Concernant la Russie, par exemple, le président hésitait à expulser un grand nombre d’espions de M. Poutine pour punir l’empoisonnement d’un ancien espion russe en Grande-Bretagne. Pendant des semaines, il s’est plaint que des membres importants de son entourage l’avaient fait entrer dans une nouvelle confrontation avec la Russie et il a exprimé sa frustration de voir les États-Unis continuer à imposer des sanctions contre ce pays pour son comportement malveillant. Mais son équipe de la sécurité nationale savait que de telles mesures devaient être prises pour que Moscou soit tenu responsable.

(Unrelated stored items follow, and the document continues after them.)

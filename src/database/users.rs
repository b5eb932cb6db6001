// ABOUTME: User collection database operations
// ABOUTME: Registration, lookup by email, last-login and active-flag updates
//
// Licensed under either of Apache License, Version 2.0 or MIT License at your option.

use super::Database;
use crate::models::{SocialLinks, User};
use anyhow::Result;
use chrono::{DateTime, Utc};
use sqlx::Row;
use uuid::Uuid;

impl Database {
    /// Create users table and indexes
    pub(super) async fn migrate_users(&self) -> Result<()> {
        sqlx::query(
            r"
            CREATE TABLE IF NOT EXISTS users (
                id TEXT PRIMARY KEY,
                first_name TEXT NOT NULL,
                last_name TEXT NOT NULL,
                username TEXT UNIQUE NOT NULL,
                email TEXT UNIQUE NOT NULL,
                password_hash TEXT NOT NULL,
                role TEXT NOT NULL DEFAULT 'user' CHECK (role IN ('user', 'admin', 'moderator')),
                is_active BOOLEAN NOT NULL DEFAULT 1,
                last_login DATETIME,
                profile_picture TEXT,
                bio TEXT,
                phone TEXT,
                social_links TEXT NOT NULL DEFAULT '{}',
                created_at DATETIME DEFAULT CURRENT_TIMESTAMP,
                updated_at DATETIME DEFAULT CURRENT_TIMESTAMP
            )
            ",
        )
        .execute(&self.pool)
        .await?;

        sqlx::query("CREATE INDEX IF NOT EXISTS idx_users_email ON users(email)")
            .execute(&self.pool)
            .await?;
        sqlx::query("CREATE INDEX IF NOT EXISTS idx_users_is_active ON users(is_active)")
            .execute(&self.pool)
            .await?;

        Ok(())
    }

    /// Insert a new user
    ///
    /// Racing duplicates lose to the unique indexes; the caller maps the
    /// violation to a conflict response.
    pub async fn create_user(&self, user: &User) -> Result<Uuid> {
        sqlx::query(
            r"
            INSERT INTO users (
                id, first_name, last_name, username, email, password_hash, role,
                is_active, last_login, profile_picture, bio, phone, social_links,
                created_at, updated_at
            ) VALUES ($1, $2, $3, $4, $5, $6, $7, $8, $9, $10, $11, $12, $13, $14, $15)
            ",
        )
        .bind(user.id.to_string())
        .bind(&user.first_name)
        .bind(&user.last_name)
        .bind(&user.username)
        .bind(&user.email)
        .bind(&user.password_hash)
        .bind(user.role.as_str())
        .bind(user.is_active)
        .bind(user.last_login)
        .bind(&user.profile_picture)
        .bind(&user.bio)
        .bind(&user.phone)
        .bind(serde_json::to_string(&user.social_links)?)
        .bind(user.created_at)
        .bind(user.updated_at)
        .execute(&self.pool)
        .await?;

        Ok(user.id)
    }

    /// Get a user by id
    pub async fn get_user(&self, id: Uuid) -> Result<Option<User>> {
        self.get_user_impl("id", &id.to_string()).await
    }

    /// Get a user by email (login path looks up by email only)
    pub async fn get_user_by_email(&self, email: &str) -> Result<Option<User>> {
        self.get_user_impl("email", &email.to_lowercase()).await
    }

    /// Find a user matching either email or username (registration check)
    pub async fn find_user_by_email_or_username(
        &self,
        email: &str,
        username: &str,
    ) -> Result<Option<User>> {
        let row = sqlx::query("SELECT * FROM users WHERE email = $1 OR username = $2")
            .bind(email.to_lowercase())
            .bind(username.to_lowercase())
            .fetch_optional(&self.pool)
            .await?;

        row.as_ref().map(Self::row_to_user).transpose()
    }

    async fn get_user_impl(&self, field: &str, value: &str) -> Result<Option<User>> {
        let query = format!("SELECT * FROM users WHERE {field} = $1");
        let row = sqlx::query(&query)
            .bind(value)
            .fetch_optional(&self.pool)
            .await?;

        row.as_ref().map(Self::row_to_user).transpose()
    }

    fn row_to_user(row: &sqlx::sqlite::SqliteRow) -> Result<User> {
        let id: String = row.get("id");
        let role: String = row.get("role");
        let social_links_json: String = row.get("social_links");

        Ok(User {
            id: Uuid::parse_str(&id)?,
            first_name: row.get("first_name"),
            last_name: row.get("last_name"),
            username: row.get("username"),
            email: row.get("email"),
            password_hash: row.get("password_hash"),
            role: role.parse()?,
            is_active: row.get("is_active"),
            last_login: row.get("last_login"),
            profile_picture: row.get("profile_picture"),
            bio: row.get("bio"),
            phone: row.get("phone"),
            social_links: serde_json::from_str::<SocialLinks>(&social_links_json)
                .unwrap_or_default(),
            created_at: row.get("created_at"),
            updated_at: row.get("updated_at"),
        })
    }

    /// Update a user's last login timestamp (explicit login only)
    pub async fn update_user_last_login(&self, id: Uuid, at: DateTime<Utc>) -> Result<()> {
        sqlx::query(
            "UPDATE users SET last_login = $1, updated_at = CURRENT_TIMESTAMP WHERE id = $2",
        )
        .bind(at)
        .bind(id.to_string())
        .execute(&self.pool)
        .await?;
        Ok(())
    }

    /// Set the active flag; deactivation invalidates all outstanding tokens
    pub async fn set_user_active(&self, id: Uuid, active: bool) -> Result<()> {
        sqlx::query("UPDATE users SET is_active = $1, updated_at = CURRENT_TIMESTAMP WHERE id = $2")
            .bind(active)
            .bind(id.to_string())
            .execute(&self.pool)
            .await?;
        Ok(())
    }

    /// Total user count
    pub async fn count_users(&self) -> Result<i64> {
        let count = sqlx::query_scalar("SELECT COUNT(*) FROM users")
            .fetch_one(&self.pool)
            .await?;
        Ok(count)
    }
}
// ABOUTME: Configuration module for deployment-specific settings
// ABOUTME: Environment-variable driven, loaded once at startup and injected everywhere
//
// Licensed under either of Apache License, Version 2.0 or MIT License at your option.

//! Configuration management

/// Environment-based server configuration
pub mod environment;

pub use environment::{
    AuthConfig, CorsConfig, DatabaseUrl, Environment, LogLevel, ServerConfig, SmtpConfig,
};
// ABOUTME: Shared server resources and HTTP server assembly
// ABOUTME: Centralizes Arc-shared state and merges all domain routers
//
// Licensed under either of Apache License, Version 2.0 or MIT License at your option.

//! # Server
//!
//! [`ServerResources`] bundles the shared state every route handler needs —
//! database, auth manager, the three gate variants, the mailer and the
//! configuration — behind a single `Arc`. [`Server`] assembles the merged
//! router with CORS and request tracing and runs it.

use crate::auth::AuthManager;
use crate::config::ServerConfig;
use crate::database::Database;
use crate::middleware::auth::{AuthGate, KindRequirement};
use crate::middleware::cors::setup_cors;
use crate::notifications::Mailer;
use crate::routes::{
    AdminRoutes, ContactRoutes, ExperienceRoutes, HealthRoutes, ProjectRoutes, SkillRoutes,
    UserRoutes,
};
use anyhow::Result;
use axum::Router;
use std::sync::Arc;
use tower_http::trace::TraceLayer;
use tracing::info;

/// Shared resources for all route handlers
pub struct ServerResources {
    /// Database connection pool
    pub database: Arc<Database>,
    /// Token issuance and validation
    pub auth_manager: Arc<AuthManager>,
    /// Gate accepting admin-kind tokens only
    pub admin_gate: AuthGate,
    /// Gate accepting user-kind tokens only
    pub user_gate: AuthGate,
    /// Gate accepting either kind
    pub any_gate: AuthGate,
    /// Contact-form mail sender (None when SMTP is not configured)
    pub mailer: Option<Mailer>,
    /// Process-wide configuration
    pub config: Arc<ServerConfig>,
}

impl ServerResources {
    /// Bundle resources, constructing the three gate variants over the same
    /// auth manager and database
    #[must_use]
    pub fn new(
        database: Database,
        auth_manager: AuthManager,
        mailer: Option<Mailer>,
        config: Arc<ServerConfig>,
    ) -> Self {
        let database = Arc::new(database);
        let auth_manager = Arc::new(auth_manager);

        Self {
            admin_gate: AuthGate::new(
                Arc::clone(&auth_manager),
                Arc::clone(&database),
                KindRequirement::Admin,
            ),
            user_gate: AuthGate::new(
                Arc::clone(&auth_manager),
                Arc::clone(&database),
                KindRequirement::User,
            ),
            any_gate: AuthGate::new(
                Arc::clone(&auth_manager),
                Arc::clone(&database),
                KindRequirement::Any,
            ),
            database,
            auth_manager,
            mailer,
            config,
        }
    }
}

/// HTTP server for the portfolio backend
pub struct Server {
    resources: Arc<ServerResources>,
}

impl Server {
    /// Create a new server over shared resources
    #[must_use]
    pub fn new(resources: Arc<ServerResources>) -> Self {
        Self { resources }
    }

    /// Build the merged application router
    #[must_use]
    pub fn router(&self) -> Router {
        let cors = setup_cors(&self.resources.config);

        Router::new()
            .merge(HealthRoutes::routes(Arc::clone(&self.resources)))
            .merge(AdminRoutes::routes(Arc::clone(&self.resources)))
            .merge(UserRoutes::routes(Arc::clone(&self.resources)))
            .merge(ProjectRoutes::routes(Arc::clone(&self.resources)))
            .merge(SkillRoutes::routes(Arc::clone(&self.resources)))
            .merge(ExperienceRoutes::routes(Arc::clone(&self.resources)))
            .merge(ContactRoutes::routes(Arc::clone(&self.resources)))
            .layer(cors)
            .layer(TraceLayer::new_for_http())
    }

    /// Bind and serve until shutdown
    ///
    /// # Errors
    ///
    /// Returns an error if the listener fails to bind or the server fails.
    pub async fn run(self, port: u16) -> Result<()> {
        let router = self.router();

        let listener = tokio::net::TcpListener::bind(("0.0.0.0", port)).await?;
        info!("HTTP server listening on http://0.0.0.0:{port}");

        axum::serve(listener, router).await?;
        Ok(())
    }
}
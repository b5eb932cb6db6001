// ABOUTME: User account route handlers: registration, login, profile
// ABOUTME: The profile route accepts either token kind through the generic gate
//
// Licensed under either of Apache License, Version 2.0 or MIT License at your option.

//! User routes

use crate::{
    auth::{self, AuthManager, MIN_PASSWORD_LENGTH},
    database::Database,
    errors::{AppError, AppResult, ErrorCode},
    models::{PrincipalKind, User, UserInfo, UserRole},
    routes::{is_valid_email, map_insert_error, LoginRequest},
    server::ServerResources,
};
use axum::{
    extract::State,
    http::{HeaderMap, StatusCode},
    response::{IntoResponse, Response},
    routing::{get, post},
    Json, Router,
};
use chrono::Utc;
use serde::{Deserialize, Serialize};
use serde_json::json;
use std::sync::Arc;
use tracing::{info, warn};

/// Minimum accepted username length
const MIN_USERNAME_LENGTH: usize = 3;

/// User registration request
#[derive(Debug, Clone, Deserialize)]
#[serde(rename_all = "camelCase")]
pub struct RegisterUserRequest {
    pub first_name: String,
    pub last_name: String,
    pub username: String,
    pub email: String,
    pub password: String,
    /// Defaults to `user`
    pub role: Option<String>,
}

/// Registration/login response payload
#[derive(Debug, Serialize)]
pub struct UserAuthData {
    pub user: UserInfo,
    pub token: String,
}

/// Authentication service for the user collection
#[derive(Clone)]
pub struct UserAuthService {
    database: Arc<Database>,
    auth_manager: Arc<AuthManager>,
}

impl UserAuthService {
    /// Create the service over shared database and auth manager
    #[must_use]
    pub fn new(database: Arc<Database>, auth_manager: Arc<AuthManager>) -> Self {
        Self {
            database,
            auth_manager,
        }
    }

    /// Handle user registration; a token is issued immediately on success.
    ///
    /// # Errors
    ///
    /// Fails on blank required fields, malformed email, short username or
    /// password, duplicate email/username, or database failure.
    pub async fn register(&self, request: RegisterUserRequest) -> AppResult<UserAuthData> {
        info!("User registration attempt for email: {}", request.email);

        let required = [
            &request.first_name,
            &request.last_name,
            &request.username,
            &request.email,
            &request.password,
        ];
        if required.iter().any(|f| f.trim().is_empty()) {
            return Err(AppError::missing_field(
                "All fields (firstName, lastName, username, email, password) are required",
            ));
        }

        if request.password.len() < MIN_PASSWORD_LENGTH {
            return Err(AppError::invalid_input(format!(
                "Password must be at least {MIN_PASSWORD_LENGTH} characters long"
            )));
        }
        if request.username.trim().len() < MIN_USERNAME_LENGTH {
            return Err(AppError::invalid_input(format!(
                "Username must be at least {MIN_USERNAME_LENGTH} characters long"
            )));
        }
        if !is_valid_email(&request.email) {
            return Err(AppError::invalid_input("Please enter a valid email"));
        }

        let role = match request.role.as_deref() {
            None | Some("") => UserRole::User,
            Some(raw) => raw
                .parse()
                .map_err(|_| AppError::invalid_input(format!("Invalid user role: {raw}")))?,
        };

        // Name the colliding field when we can see it before the insert
        if let Some(existing) = self
            .database
            .find_user_by_email_or_username(&request.email, &request.username)
            .await?
        {
            let field = if existing.email == request.email.trim().to_lowercase() {
                "email"
            } else {
                "username"
            };
            return Err(AppError::conflict(format!(
                "User with this {field} already exists"
            )));
        }

        let password_hash = auth::hash_password(&request.password)?;
        let user = User::new(
            request.first_name,
            request.last_name,
            request.username,
            request.email,
            password_hash,
            role,
        );

        self.database
            .create_user(&user)
            .await
            .map_err(|e| map_insert_error(e, "User with this email or username already exists"))?;

        let token = self
            .auth_manager
            .issue(user.id, user.role.as_str(), PrincipalKind::User)?;

        info!("User registered successfully: {} ({})", user.email, user.id);

        Ok(UserAuthData {
            user: user.info(),
            token,
        })
    }

    /// Handle user login with the generic-credentials failure policy.
    ///
    /// # Errors
    ///
    /// Fails with a generic credentials error, a deactivated-account error,
    /// or a database failure.
    pub async fn login(&self, request: LoginRequest) -> AppResult<UserAuthData> {
        info!("User login attempt for email: {}", request.email);

        if request.email.trim().is_empty() || request.password.is_empty() {
            return Err(AppError::missing_field("Email and password are required"));
        }

        let user = self
            .database
            .get_user_by_email(&request.email)
            .await?
            .ok_or_else(|| AppError::auth_invalid("Invalid email or password"))?;

        if !user.is_active {
            warn!("Login blocked for deactivated user: {}", request.email);
            return Err(AppError::new(
                ErrorCode::PrincipalInactive,
                "Account is deactivated. Please contact support.",
            ));
        }

        let is_valid = auth::verify_password(&request.password, &user.password_hash).await?;
        if !is_valid {
            warn!("Invalid password for user: {}", request.email);
            return Err(AppError::auth_invalid("Invalid email or password"));
        }

        let now = Utc::now();
        self.database.update_user_last_login(user.id, now).await?;

        let token = self
            .auth_manager
            .issue(user.id, user.role.as_str(), PrincipalKind::User)?;

        info!("User logged in successfully: {} ({})", user.email, user.id);

        let mut info = user.info();
        info.last_login = Some(now);

        Ok(UserAuthData { user: info, token })
    }
}

/// User routes handler
pub struct UserRoutes;

impl UserRoutes {
    /// Create all user routes
    pub fn routes(resources: Arc<ServerResources>) -> Router {
        Router::new()
            .route("/api/v1/user/register", post(Self::handle_register))
            .route("/api/v1/user/login", post(Self::handle_login))
            .route("/api/v1/user/profile", get(Self::handle_get_profile))
            .with_state(resources)
    }

    fn service(resources: &Arc<ServerResources>) -> UserAuthService {
        UserAuthService::new(
            Arc::clone(&resources.database),
            Arc::clone(&resources.auth_manager),
        )
    }

    /// Handle POST /api/v1/user/register
    async fn handle_register(
        State(resources): State<Arc<ServerResources>>,
        Json(request): Json<RegisterUserRequest>,
    ) -> Result<Response, AppError> {
        let data = Self::service(&resources).register(request).await?;

        Ok((
            StatusCode::CREATED,
            Json(json!({
                "success": true,
                "message": "User registered successfully",
                "data": data,
            })),
        )
            .into_response())
    }

    /// Handle POST /api/v1/user/login
    async fn handle_login(
        State(resources): State<Arc<ServerResources>>,
        Json(request): Json<LoginRequest>,
    ) -> Result<Response, AppError> {
        let data = Self::service(&resources).login(request).await?;

        Ok((
            StatusCode::OK,
            Json(json!({
                "success": true,
                "message": "Login successful",
                "data": data,
            })),
        )
            .into_response())
    }

    /// Handle GET /api/v1/user/profile.
    ///
    /// Accepts either token kind; the profile returned matches the
    /// authenticated principal's own collection.
    async fn handle_get_profile(
        State(resources): State<Arc<ServerResources>>,
        headers: HeaderMap,
    ) -> Result<Response, AppError> {
        let context = resources.any_gate.authenticate(&headers).await?;

        let profile = match context.kind {
            PrincipalKind::User => {
                let user = resources
                    .database
                    .get_user(context.id)
                    .await
                    .map_err(|e| AppError::database(e.to_string()))?
                    .ok_or_else(|| AppError::not_found("User"))?;
                json!({ "user": user.info() })
            }
            PrincipalKind::Admin => {
                let admin = resources
                    .database
                    .get_admin(context.id)
                    .await
                    .map_err(|e| AppError::database(e.to_string()))?
                    .ok_or_else(|| AppError::not_found("Admin"))?;
                json!({ "admin": admin.info() })
            }
        };

        Ok((
            StatusCode::OK,
            Json(json!({ "success": true, "data": profile })),
        )
            .into_response())
    }
}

Ce n’est pas le résultat du travail du soi-disant Etat profond. C’est celui de l’Etat stable.
Compte tenu de l’instabilité dont beaucoup d’entre eux ont été témoins, des rumeurs ont circulé au sein du cabinet invoquant le 25e amendement, qui amorcerait un processus complexe de révocation du président. Mais personne ne voulait provoquer une crise constitutionnelle. Nous ferons donc tout notre possible pour orienter l’administration dans la bonne direction jusqu’à ce que le mandat s’achève, d’une manière ou d’une autre.
La plus grande préoccupation n'est pas ce que M. Trump a fait à la présidence, mais plutôt ce que nous, en tant que nation, avons permis de nous infliger. Nous avons sombré avec lui et permis à notre discours d'être dépouillé de civilité.
Le sénateur John McCain l'a bien exprimé dans sa lettre d'adieu. Tous les Américains devraient tenir compte de ses paroles et se libérer du piège du tribalisme, avec comme objectif principal d’unir nos valeurs communes et notre amour pour cette grande nation.
Nous n'avons peut-être plus le sénateur McCain. Mais nous aurons toujours son exemple - un guide pour restaurer l’honneur dans la vie publique et le dialogue national. M. Trump craint sans doute ces hommes honorables, mais nous, nous devrions les vénérer.
Il y a, dans l'administration, une résistance discrète de personnes qui choisissent de donner la priorité au pays. Mais la vraie différence sera faite par les citoyens ordinaires qui se placent au-dessus de la politique, traversent l'allée et jettent résolument les bulletins en faveur des seuls Américains.